A single number is required: how many lines of the listing below include the word "Result".
########################################
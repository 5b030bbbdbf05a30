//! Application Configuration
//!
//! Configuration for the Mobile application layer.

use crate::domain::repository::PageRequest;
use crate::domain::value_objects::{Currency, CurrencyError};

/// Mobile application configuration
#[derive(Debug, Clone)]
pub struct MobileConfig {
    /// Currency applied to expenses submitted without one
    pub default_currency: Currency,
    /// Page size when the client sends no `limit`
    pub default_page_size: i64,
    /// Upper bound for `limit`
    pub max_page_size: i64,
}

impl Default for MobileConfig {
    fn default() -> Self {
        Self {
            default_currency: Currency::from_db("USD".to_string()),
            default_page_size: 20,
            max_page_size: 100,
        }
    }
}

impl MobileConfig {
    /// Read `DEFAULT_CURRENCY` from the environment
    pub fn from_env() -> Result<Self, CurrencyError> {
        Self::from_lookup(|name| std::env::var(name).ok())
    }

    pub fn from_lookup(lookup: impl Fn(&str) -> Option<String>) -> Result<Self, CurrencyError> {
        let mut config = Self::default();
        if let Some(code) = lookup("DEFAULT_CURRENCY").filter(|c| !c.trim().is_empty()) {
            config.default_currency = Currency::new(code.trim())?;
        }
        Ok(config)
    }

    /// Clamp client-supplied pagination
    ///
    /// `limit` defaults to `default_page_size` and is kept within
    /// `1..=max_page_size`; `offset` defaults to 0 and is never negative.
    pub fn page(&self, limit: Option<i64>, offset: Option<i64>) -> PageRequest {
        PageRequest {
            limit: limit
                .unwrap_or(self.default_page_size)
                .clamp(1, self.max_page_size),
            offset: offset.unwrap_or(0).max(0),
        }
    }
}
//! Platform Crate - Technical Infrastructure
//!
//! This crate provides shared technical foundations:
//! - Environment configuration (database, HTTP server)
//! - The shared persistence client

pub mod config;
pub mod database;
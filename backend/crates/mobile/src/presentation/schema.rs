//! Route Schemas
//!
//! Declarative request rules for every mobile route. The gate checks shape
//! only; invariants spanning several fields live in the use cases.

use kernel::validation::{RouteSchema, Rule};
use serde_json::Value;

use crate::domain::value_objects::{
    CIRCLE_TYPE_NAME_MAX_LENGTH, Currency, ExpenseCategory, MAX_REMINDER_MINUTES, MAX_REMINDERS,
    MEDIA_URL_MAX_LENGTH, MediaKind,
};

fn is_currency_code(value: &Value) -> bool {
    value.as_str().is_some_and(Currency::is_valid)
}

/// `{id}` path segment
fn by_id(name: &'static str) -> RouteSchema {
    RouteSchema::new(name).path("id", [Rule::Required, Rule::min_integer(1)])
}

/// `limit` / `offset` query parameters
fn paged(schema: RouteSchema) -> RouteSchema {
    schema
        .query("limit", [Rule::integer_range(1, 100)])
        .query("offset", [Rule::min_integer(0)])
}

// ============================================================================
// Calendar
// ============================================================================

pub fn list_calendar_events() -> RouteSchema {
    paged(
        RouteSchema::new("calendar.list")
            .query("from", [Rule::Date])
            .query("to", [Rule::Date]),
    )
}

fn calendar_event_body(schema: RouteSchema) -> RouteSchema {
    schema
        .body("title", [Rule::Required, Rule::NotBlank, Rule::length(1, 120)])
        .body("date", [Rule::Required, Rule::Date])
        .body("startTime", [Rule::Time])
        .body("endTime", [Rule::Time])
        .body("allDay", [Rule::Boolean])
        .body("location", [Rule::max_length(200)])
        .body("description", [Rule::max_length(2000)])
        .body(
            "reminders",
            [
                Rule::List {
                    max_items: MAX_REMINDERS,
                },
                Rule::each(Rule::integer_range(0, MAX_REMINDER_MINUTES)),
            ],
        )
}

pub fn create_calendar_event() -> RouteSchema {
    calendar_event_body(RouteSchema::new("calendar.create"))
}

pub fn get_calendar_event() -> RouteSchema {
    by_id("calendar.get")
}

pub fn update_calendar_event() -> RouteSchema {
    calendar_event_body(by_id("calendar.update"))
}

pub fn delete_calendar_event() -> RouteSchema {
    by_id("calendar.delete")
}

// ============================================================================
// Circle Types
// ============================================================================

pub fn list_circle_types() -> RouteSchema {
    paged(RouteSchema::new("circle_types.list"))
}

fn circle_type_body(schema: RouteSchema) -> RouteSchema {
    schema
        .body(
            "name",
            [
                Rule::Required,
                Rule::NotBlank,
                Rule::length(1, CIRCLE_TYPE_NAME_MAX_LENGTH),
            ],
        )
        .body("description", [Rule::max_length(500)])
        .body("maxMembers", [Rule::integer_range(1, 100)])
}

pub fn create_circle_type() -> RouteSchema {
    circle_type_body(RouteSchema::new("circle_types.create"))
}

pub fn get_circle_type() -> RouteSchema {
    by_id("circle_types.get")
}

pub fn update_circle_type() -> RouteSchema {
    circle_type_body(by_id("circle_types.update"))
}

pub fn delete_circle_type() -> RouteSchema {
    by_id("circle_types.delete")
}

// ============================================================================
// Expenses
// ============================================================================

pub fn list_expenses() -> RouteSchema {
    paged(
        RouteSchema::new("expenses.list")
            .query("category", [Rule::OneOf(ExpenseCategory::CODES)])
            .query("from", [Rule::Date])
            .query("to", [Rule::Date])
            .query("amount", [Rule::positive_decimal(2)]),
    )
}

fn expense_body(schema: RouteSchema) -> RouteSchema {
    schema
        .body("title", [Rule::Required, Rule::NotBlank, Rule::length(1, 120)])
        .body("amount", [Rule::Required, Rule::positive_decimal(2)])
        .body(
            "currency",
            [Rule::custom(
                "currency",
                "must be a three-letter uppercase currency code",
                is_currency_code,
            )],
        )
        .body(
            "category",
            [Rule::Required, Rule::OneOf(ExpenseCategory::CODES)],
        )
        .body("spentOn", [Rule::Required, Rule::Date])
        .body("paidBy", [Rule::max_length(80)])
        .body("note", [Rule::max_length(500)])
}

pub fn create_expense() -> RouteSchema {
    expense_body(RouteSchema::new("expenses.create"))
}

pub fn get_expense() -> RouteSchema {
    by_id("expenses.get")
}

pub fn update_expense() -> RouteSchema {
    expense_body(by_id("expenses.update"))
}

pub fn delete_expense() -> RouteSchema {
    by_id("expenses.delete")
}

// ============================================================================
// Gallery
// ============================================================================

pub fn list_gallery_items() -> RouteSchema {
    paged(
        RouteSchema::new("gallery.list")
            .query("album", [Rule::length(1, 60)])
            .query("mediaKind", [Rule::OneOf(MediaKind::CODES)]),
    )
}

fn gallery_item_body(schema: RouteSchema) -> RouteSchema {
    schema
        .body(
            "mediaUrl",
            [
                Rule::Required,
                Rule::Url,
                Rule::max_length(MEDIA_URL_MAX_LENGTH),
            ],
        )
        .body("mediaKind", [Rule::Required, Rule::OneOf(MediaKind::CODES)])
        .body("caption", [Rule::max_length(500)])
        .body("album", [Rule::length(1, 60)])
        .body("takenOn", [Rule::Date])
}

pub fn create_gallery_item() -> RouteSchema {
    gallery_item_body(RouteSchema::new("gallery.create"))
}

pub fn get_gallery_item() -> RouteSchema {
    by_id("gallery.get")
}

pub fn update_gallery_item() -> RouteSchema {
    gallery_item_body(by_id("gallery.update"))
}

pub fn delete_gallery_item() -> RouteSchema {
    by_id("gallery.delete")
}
########################################
• **Solved exercise**: 2